Uber driver Rohit Gaur is 'awarded' by BJP leader MP Lodha in Mumbai
Mumbai: A driver of the ride-hailing app Uber, who made a detour to take a poet to the Mumbai Police after he eavesdropped into the man's conversation on the amended citizenship law, has been 'awarded' by the BJP for being an "alert citizen".
In a photo, the Uber driver, Rohit Gaur, in a checked shirt is seen surrounded by BJP supporters and the party's chief in Mumbai, MP Lodha, as he holds the 'award' - a white rectangle card about the size of two A4 sheets on which it was handwritten "Alert Citizen Award".
"Rohit Gaur.... who handed over the Uber taxi passenger devising anti-national conspiracy against the Citizenship (Amendment) Act. Felicitated Rohit Gaur on behalf of the people of Mumbai... (sic)" Mr Lodha tweeted.
The passenger of the Uber car, Bappadittya Sarkar, had booked the cab to go from Juhu to Kurla on Wednesday night. The Jaipur resident had come to Mumbai to attend the Kala Ghoda festival for art.
During the cab ride, Mr Sarkar said he was discussing with his friend (on a mobile phone) people's discomfort with the "Laal Salaam" slogan at the protest against the Citizenship (Amendment) Act (CAA) in Delhi's Shaheen Bagh.

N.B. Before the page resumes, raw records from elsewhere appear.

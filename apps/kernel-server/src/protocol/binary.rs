// [[AXON]]/apps/kernel-server/src/protocol/binary.rs
// Purpose: Fixed 24-byte binary framing for the mcp.v1.binary subprotocol.
// Architecture: Protocol Layer
// Dependencies: std

use super::{methods, Frame, FrameKind, ProtocolError};

/// "MCPW" in big-endian.
pub const MAGIC: u32 = 0x4D43_5057;
pub const VERSION: u8 = 1;
pub const HEADER_LEN: usize = 24;
pub const MAX_PAYLOAD: usize = 1024 * 1024;

pub const FLAG_COMPRESSED: u16 = 0x0001;

/// The fixed header preceding every binary payload:
/// magic u32 | version u8 | type u8 | flags u16 | sequence u64 |
/// method_id u16 | reserved u16 | payload_size u32. All big-endian.
#[derive(Debug, Clone, Copy, PartialEq, Eq)]
pub struct BinaryHeader {
    pub version: u8,
    pub kind: FrameKind,
    pub flags: u16,
    pub sequence: u64,
    pub method_id: u16,
    pub payload_size: u32,
}

impl BinaryHeader {
    pub fn write(&self) -> [u8; HEADER_LEN] {
        let mut buf = [0u8; HEADER_LEN];
        buf[0..4].copy_from_slice(&MAGIC.to_be_bytes());
        buf[4] = self.version;
        buf[5] = self.kind.wire_byte();
        buf[6..8].copy_from_slice(&self.flags.to_be_bytes());
        buf[8..16].copy_from_slice(&self.sequence.to_be_bytes());
        buf[16..18].copy_from_slice(&self.method_id.to_be_bytes());
        // bytes 18..20 reserved, zero
        buf[20..24].copy_from_slice(&self.payload_size.to_be_bytes());
        buf
    }

    pub fn parse(buf: &[u8]) -> Result<Self, ProtocolError> {
        if buf.len() < HEADER_LEN {
            return Err(ProtocolError::Truncated(buf.len()));
        }
        let magic = u32::from_be_bytes([buf[0], buf[1], buf[2], buf[3]]);
        if magic != MAGIC {
            return Err(ProtocolError::BadMagic(magic));
        }
        let version = buf[4];
        if version != VERSION {
            return Err(ProtocolError::BadVersion(version));
        }
        let kind = FrameKind::from_wire_byte(buf[5])?;
        let flags = u16::from_be_bytes([buf[6], buf[7]]);
        let sequence = u64::from_be_bytes([
            buf[8], buf[9], buf[10], buf[11], buf[12], buf[13], buf[14], buf[15],
        ]);
        let method_id = u16::from_be_bytes([buf[16], buf[17]]);
        let payload_size = u32::from_be_bytes([buf[20], buf[21], buf[22], buf[23]]);
        if payload_size as usize > MAX_PAYLOAD {
            return Err(ProtocolError::PayloadTooLarge {
                got: payload_size as usize,
                limit: MAX_PAYLOAD,
            });
        }
        Ok(BinaryHeader {
            version,
            kind,
            flags,
            sequence,
            method_id,
            payload_size,
        })
    }
}

/// Encode a frame for the binary wire. The payload is the JSON body minus
/// the fields the header already carries.
pub fn encode_frame(frame: &Frame) -> Result<Vec<u8>, ProtocolError> {
    let method_id = match &frame.method {
        Some(m) => methods::method_to_id(m)
            .ok_or_else(|| ProtocolError::Malformed(format!("unknown method {}", m)))?,
        None => 0,
    };
    let payload = match frame.kind {
        FrameKind::Ping | FrameKind::Pong => Vec::new(),
        _ => {
            let body = serde_json::json!({
                "params": frame.params,
                "result": frame.result,
                "error": frame.error,
            });
            serde_json::to_vec(&body).map_err(|e| ProtocolError::Malformed(e.to_string()))?
        }
    };
    if payload.len() > MAX_PAYLOAD {
        return Err(ProtocolError::PayloadTooLarge {
            got: payload.len(),
            limit: MAX_PAYLOAD,
        });
    }
    let header = BinaryHeader {
        version: VERSION,
        kind: frame.kind,
        flags: 0,
        sequence: frame.id.unwrap_or(0),
        method_id,
        payload_size: payload.len() as u32,
    };
    let mut out = Vec::with_capacity(HEADER_LEN + payload.len());
    out.extend_from_slice(&header.write());
    out.extend_from_slice(&payload);
    Ok(out)
}

pub fn decode_frame(buf: &[u8]) -> Result<Frame, ProtocolError> {
    let header = BinaryHeader::parse(buf)?;
    if header.flags & FLAG_COMPRESSED != 0 {
        return Err(ProtocolError::CompressionUnsupported);
    }
    let payload = &buf[HEADER_LEN..];
    if payload.len() != header.payload_size as usize {
        return Err(ProtocolError::Malformed(format!(
            "payload size mismatch: header says {}, got {}",
            header.payload_size,
            payload.len()
        )));
    }

    let method = if header.method_id != 0 {
        Some(
            methods::id_to_method(header.method_id)
                .ok_or(ProtocolError::UnknownMethodId(header.method_id))?
                .to_string(),
        )
    } else {
        None
    };

    let (params, result, error) = if payload.is_empty() {
        (None, None, None)
    } else {
        let body: serde_json::Value =
            serde_json::from_slice(payload).map_err(|e| ProtocolError::Malformed(e.to_string()))?;
        let pick = |k: &str| {
            let v = body.get(k).cloned().unwrap_or(serde_json::Value::Null);
            if v.is_null() {
                None
            } else {
                Some(v)
            }
        };
        let error = match pick("error") {
            Some(v) => Some(
                serde_json::from_value(v).map_err(|e| ProtocolError::Malformed(e.to_string()))?,
            ),
            None => None,
        };
        (pick("params"), pick("result"), error)
    };

    let id = match header.kind {
        FrameKind::Request | FrameKind::Response => Some(header.sequence),
        FrameKind::Error => (header.sequence != 0).then_some(header.sequence),
        _ => None,
    };

    let frame = Frame {
        id,
        kind: header.kind,
        method,
        params,
        result,
        error,
    };
    frame.validate()?;
    Ok(frame)
}

#[cfg(test)]
mod tests {
    use super::*;
    use serde_json::json;

    #[test]
    fn header_round_trip() {
        let header = BinaryHeader {
            version: VERSION,
            kind: FrameKind::Request,
            flags: 0,
            sequence: 0x0102_0304_0506_0708,
            method_id: 12,
            payload_size: 512,
        };
        let parsed = BinaryHeader::parse(&header.write()).unwrap();
        assert_eq!(parsed, header);
    }

    #[test]
    fn header_round_trip_all_kinds() {
        for kind in [
            FrameKind::Request,
            FrameKind::Response,
            FrameKind::Notification,
            FrameKind::Error,
            FrameKind::Ping,
            FrameKind::Pong,
        ] {
            let header = BinaryHeader {
                version: VERSION,
                kind,
                flags: FLAG_COMPRESSED,
                sequence: 42,
                method_id: 0,
                payload_size: 0,
            };
            assert_eq!(BinaryHeader::parse(&header.write()).unwrap(), header);
        }
    }

    #[test]
    fn bad_magic_rejected() {
        let header = BinaryHeader {
            version: VERSION,
            kind: FrameKind::Ping,
            flags: 0,
            sequence: 0,
            method_id: 0,
            payload_size: 0,
        };
        let mut buf = header.write();
        buf[0] = 0xFF;
        assert!(matches!(
            BinaryHeader::parse(&buf),
            Err(ProtocolError::BadMagic(_))
        ));
    }

    #[test]
    fn oversized_payload_rejected() {
        let header = BinaryHeader {
            version: VERSION,
            kind: FrameKind::Request,
            flags: 0,
            sequence: 1,
            method_id: 1,
            payload_size: (MAX_PAYLOAD + 1) as u32,
        };
        assert!(matches!(
            BinaryHeader::parse(&header.write()),
            Err(ProtocolError::PayloadTooLarge { .. })
        ));
    }

    #[test]
    fn truncated_header_rejected() {
        assert!(matches!(
            BinaryHeader::parse(&[0u8; 10]),
            Err(ProtocolError::Truncated(10))
        ));
    }

    #[test]
    fn frame_round_trip_request() {
        let frame = Frame::request(9, "tools/call", json!({"tool": "github.list_repos"}));
        let encoded = encode_frame(&frame).unwrap();
        let decoded = decode_frame(&encoded).unwrap();
        assert_eq!(decoded, frame);
    }

    #[test]
    fn frame_round_trip_ping() {
        let encoded = encode_frame(&Frame::ping()).unwrap();
        assert_eq!(encoded.len(), HEADER_LEN);
        assert_eq!(decode_frame(&encoded).unwrap(), Frame::ping());
    }

    #[test]
    fn compressed_flag_rejected() {
        let frame = Frame::request(1, "ping", json!({}));
        let mut encoded = encode_frame(&frame).unwrap();
        encoded[7] |= FLAG_COMPRESSED as u8;
        assert!(matches!(
            decode_frame(&encoded),
            Err(ProtocolError::CompressionUnsupported)
        ));
    }
}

Poet Bappadittya Sarkar said the police asked him about his ideology and the people he reads
The driver, who was listening, stopped the cab and told Mr Sarkar he wanted to withdraw money from the ATM. Then the driver returned with two policemen, who allegedly asked Mr Sarkar why he was carrying a "dafli" (a percussion instrument), and also asked him his address.

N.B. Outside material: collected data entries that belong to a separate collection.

// [[AXON]]/apps/kernel-server/src/repo/documents.rs
// Purpose: Workspaces, shared documents, and the per-document operation log.
// Architecture: Repository Layer
// Dependencies: sqlx

use chrono::{DateTime, Utc};
use sqlx::Row;
use uuid::Uuid;

use super::{enum_from_str, enum_to_str, Db, RepoError, RepoResult};
use crate::models::{
    DocumentOpType, DocumentOperation, SharedDocument, VectorClock, Workspace,
};

const DOC_COLUMNS: &str = "id, workspace_id, tenant_id, content, content_type, clock, version, \
     last_sequence, lock_owner, lock_expires_at, last_modified_by, created_at, updated_at";

pub struct WorkspaceRepo {
    db: Db,
}

impl WorkspaceRepo {
    pub fn new(db: Db) -> Self {
        WorkspaceRepo { db }
    }

    fn from_row(row: &sqlx::postgres::PgRow) -> RepoResult<Workspace> {
        let members: serde_json::Value = row.try_get("members")?;
        Ok(Workspace {
            id: row.try_get("id")?,
            tenant_id: row.try_get("tenant_id")?,
            name: row.try_get("name")?,
            members: serde_json::from_value(members)
                .map_err(|e| RepoError::Upstream(format!("corrupt members: {}", e)))?,
            version: row.try_get("version")?,
            created_at: row.try_get("created_at")?,
            updated_at: row.try_get("updated_at")?,
        })
    }

    pub async fn create(&self, ws: &Workspace) -> RepoResult<Workspace> {
        let row = self
            .db
            .bound(
                sqlx::query(
                    "INSERT INTO workspaces (id, tenant_id, name, members, version, created_at, \
                     updated_at) VALUES ($1, $2, $3, $4, 1, $5, $5) \
                     RETURNING id, tenant_id, name, members, version, created_at, updated_at",
                )
                .bind(ws.id)
                .bind(ws.tenant_id)
                .bind(&ws.name)
                .bind(serde_json::json!(ws.members))
                .bind(Utc::now())
                .fetch_one(self.db.writer()),
            )
            .await?;
        Self::from_row(&row)
    }

    pub async fn get(&self, tenant_id: Uuid, id: Uuid) -> RepoResult<Workspace> {
        let row = self
            .db
            .bound(
                sqlx::query(
                    "SELECT id, tenant_id, name, members, version, created_at, updated_at \
                     FROM workspaces WHERE tenant_id = $1 AND id = $2",
                )
                .bind(tenant_id)
                .bind(id)
                .fetch_optional(self.db.reader()),
            )
            .await?
            .ok_or(RepoError::NotFound)?;
        Self::from_row(&row)
    }

    /// Membership changes go through the optimistic version check.
    pub async fn update_members(
        &self,
        ws: &Workspace,
        expected_version: i64,
    ) -> RepoResult<Workspace> {
        let row = self
            .db
            .bound(
                sqlx::query(
                    "UPDATE workspaces SET members = $1, version = version + 1, updated_at = $2 \
                     WHERE tenant_id = $3 AND id = $4 AND version = $5 \
                     RETURNING id, tenant_id, name, members, version, created_at, updated_at",
                )
                .bind(serde_json::json!(ws.members))
                .bind(Utc::now())
                .bind(ws.tenant_id)
                .bind(ws.id)
                .bind(expected_version)
                .fetch_optional(self.db.writer()),
            )
            .await?;
        match row {
            Some(row) => Self::from_row(&row),
            None => Err(RepoError::OptimisticLock),
        }
    }
}

pub struct DocumentRepo {
    db: Db,
}

impl DocumentRepo {
    pub fn new(db: Db) -> Self {
        DocumentRepo { db }
    }

    fn from_row(row: &sqlx::postgres::PgRow) -> RepoResult<SharedDocument> {
        let clock: serde_json::Value = row.try_get("clock")?;
        Ok(SharedDocument {
            id: row.try_get("id")?,
            workspace_id: row.try_get("workspace_id")?,
            tenant_id: row.try_get("tenant_id")?,
            content: row.try_get("content")?,
            content_type: row.try_get("content_type")?,
            clock: serde_json::from_value(clock)
                .map_err(|e| RepoError::Upstream(format!("corrupt clock: {}", e)))?,
            version: row.try_get("version")?,
            last_sequence: row.try_get("last_sequence")?,
            lock_owner: row.try_get("lock_owner")?,
            lock_expires_at: row.try_get("lock_expires_at")?,
            last_modified_by: row.try_get("last_modified_by")?,
            created_at: row.try_get("created_at")?,
            updated_at: row.try_get("updated_at")?,
        })
    }

    pub async fn create(&self, doc: &SharedDocument) -> RepoResult<SharedDocument> {
        let row = self
            .db
            .bound(
                sqlx::query(&format!(
                    "INSERT INTO shared_documents (id, workspace_id, tenant_id, content, \
                     content_type, clock, version, last_sequence, created_at, updated_at) \
                     VALUES ($1, $2, $3, $4, $5, $6, 1, 0, $7, $7) RETURNING {}",
                    DOC_COLUMNS
                ))
                .bind(doc.id)
                .bind(doc.workspace_id)
                .bind(doc.tenant_id)
                .bind(&doc.content)
                .bind(&doc.content_type)
                .bind(serde_json::json!(doc.clock))
                .bind(Utc::now())
                .fetch_one(self.db.writer()),
            )
            .await?;
        Self::from_row(&row)
    }

    pub async fn get(&self, tenant_id: Uuid, id: Uuid) -> RepoResult<SharedDocument> {
        let row = self
            .db
            .bound(
                sqlx::query(&format!(
                    "SELECT {} FROM shared_documents WHERE tenant_id = $1 AND id = $2",
                    DOC_COLUMNS
                ))
                .bind(tenant_id)
                .bind(id)
                .fetch_optional(self.db.reader()),
            )
            .await?
            .ok_or(RepoError::NotFound)?;
        Self::from_row(&row)
    }

    pub async fn list_for_workspace(
        &self,
        tenant_id: Uuid,
        workspace_id: Uuid,
    ) -> RepoResult<Vec<SharedDocument>> {
        let rows = self
            .db
            .bound(
                sqlx::query(&format!(
                    "SELECT {} FROM shared_documents \
                     WHERE tenant_id = $1 AND workspace_id = $2 ORDER BY updated_at DESC",
                    DOC_COLUMNS
                ))
                .bind(tenant_id)
                .bind(workspace_id)
                .fetch_all(self.db.reader()),
            )
            .await?;
        rows.iter().map(Self::from_row).collect()
    }

    /// Apply one operation: bump the document sequence atomically on the
    /// row, append to the operation log, and update content under the
    /// optimistic version check. One transaction for the lot.
    pub async fn apply_operation(
        &self,
        doc: &SharedDocument,
        expected_version: i64,
        op_type: DocumentOpType,
        path: &str,
        value: &serde_json::Value,
        agent_id: &str,
        clock: &VectorClock,
    ) -> RepoResult<DocumentOperation> {
        let now = Utc::now();
        let mut tx = self.db.begin().await?;

        let row = sqlx::query(
            "UPDATE shared_documents SET content = $1, clock = $2, version = version + 1, \
             last_sequence = last_sequence + 1, last_modified_by = $3, updated_at = $4 \
             WHERE tenant_id = $5 AND id = $6 AND version = $7 \
             RETURNING last_sequence",
        )
        .bind(&doc.content)
        .bind(serde_json::json!(clock))
        .bind(agent_id)
        .bind(now)
        .bind(doc.tenant_id)
        .bind(doc.id)
        .bind(expected_version)
        .fetch_optional(&mut *tx)
        .await?;
        let Some(row) = row else {
            tx.rollback().await?;
            return Err(RepoError::OptimisticLock);
        };
        let sequence: i64 = row.try_get("last_sequence")?;

        sqlx::query(
            "INSERT INTO document_operations (document_id, tenant_id, sequence, op_type, path, \
             value, agent_id, clock, applied_at) VALUES ($1, $2, $3, $4, $5, $6, $7, $8, $9)",
        )
        .bind(doc.id)
        .bind(doc.tenant_id)
        .bind(sequence)
        .bind(enum_to_str(&op_type))
        .bind(path)
        .bind(value)
        .bind(agent_id)
        .bind(serde_json::json!(clock))
        .bind(now)
        .execute(&mut *tx)
        .await?;

        tx.commit().await?;

        Ok(DocumentOperation {
            document_id: doc.id,
            sequence,
            op_type,
            path: path.to_string(),
            value: value.clone(),
            agent_id: agent_id.to_string(),
            clock: clock.clone(),
            applied_at: now,
        })
    }

    pub async fn operations_since(
        &self,
        tenant_id: Uuid,
        document_id: Uuid,
        after_sequence: i64,
    ) -> RepoResult<Vec<DocumentOperation>> {
        let rows = self
            .db
            .bound(
                sqlx::query(
                    "SELECT document_id, sequence, op_type, path, value, agent_id, clock, \
                     applied_at FROM document_operations \
                     WHERE tenant_id = $1 AND document_id = $2 AND sequence > $3 \
                     ORDER BY sequence ASC",
                )
                .bind(tenant_id)
                .bind(document_id)
                .bind(after_sequence)
                .fetch_all(self.db.reader()),
            )
            .await?;
        rows.iter()
            .map(|row| {
                let op_type: String = row.try_get("op_type")?;
                let clock: serde_json::Value = row.try_get("clock")?;
                Ok(DocumentOperation {
                    document_id: row.try_get("document_id")?,
                    sequence: row.try_get("sequence")?,
                    op_type: enum_from_str::<DocumentOpType>(&op_type)?,
                    path: row.try_get("path")?,
                    value: row.try_get("value")?,
                    agent_id: row.try_get("agent_id")?,
                    clock: serde_json::from_value(clock)
                        .map_err(|e| RepoError::Upstream(format!("corrupt clock: {}", e)))?,
                    applied_at: row.try_get("applied_at")?,
                })
            })
            .collect()
    }

    /// Advisory lock acquisition. Succeeds when the lock is free, expired,
    /// or already held by the requester (refresh).
    pub async fn acquire_lock(
        &self,
        tenant_id: Uuid,
        id: Uuid,
        agent_id: &str,
        until: DateTime<Utc>,
    ) -> RepoResult<bool> {
        let result = self
            .db
            .bound(
                sqlx::query(
                    "UPDATE shared_documents SET lock_owner = $1, lock_expires_at = $2 \
                     WHERE tenant_id = $3 AND id = $4 AND \
                     (lock_owner IS NULL OR lock_owner = $1 OR lock_expires_at < $5)",
                )
                .bind(agent_id)
                .bind(until)
                .bind(tenant_id)
                .bind(id)
                .bind(Utc::now())
                .execute(self.db.writer()),
            )
            .await?;
        Ok(result.rows_affected() == 1)
    }

    pub async fn release_lock(&self, tenant_id: Uuid, id: Uuid, agent_id: &str) -> RepoResult<()> {
        self.db
            .bound(
                sqlx::query(
                    "UPDATE shared_documents SET lock_owner = NULL, lock_expires_at = NULL \
                     WHERE tenant_id = $1 AND id = $2 AND lock_owner = $3",
                )
                .bind(tenant_id)
                .bind(id)
                .bind(agent_id)
                .execute(self.db.writer()),
            )
            .await?;
        Ok(())
    }
}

The driver allegedly asked the police to arrest his passenger as "he was saying he was a communist, was talking about burning the country and making a Shaheen Bagh in Mumbai". The driver also claimed he had recorded the phone talk.
"When I asked the driver why he didn't talk to me about all this, he said 'be happy I brought you to the cops, I could have taken you elsewhere also'," Mr Sarkar said.
Mr Sarkar said he was then taken to the police station.
In the profile description on the ride-hailing app, the driver is described as: "He drives because it allows him to study different characters and personalities".
The police asked him about his ideology and "the people he read". According to Mr Sarkar, the police also asked him "absurd" questions like his father's salary and how he sustained himself without a job. And they kept asking why he was carrying the "dafli".
The police have recorded the statements of driver and the poet.
An activist, Kavita Krishnan, tweeted to condemn what she called the "scary episode" involving the poet. "Last night, poet @Bappadittoh had a scary episode in Mumbai, at the hands of an @Uber driver and @MumbaiPolice cops: a glimpse of scary India under NPR NRC CAA, where every person will be incentivised to suspect & turn in others & police can harass everyone," Ms Krishnan tweeted.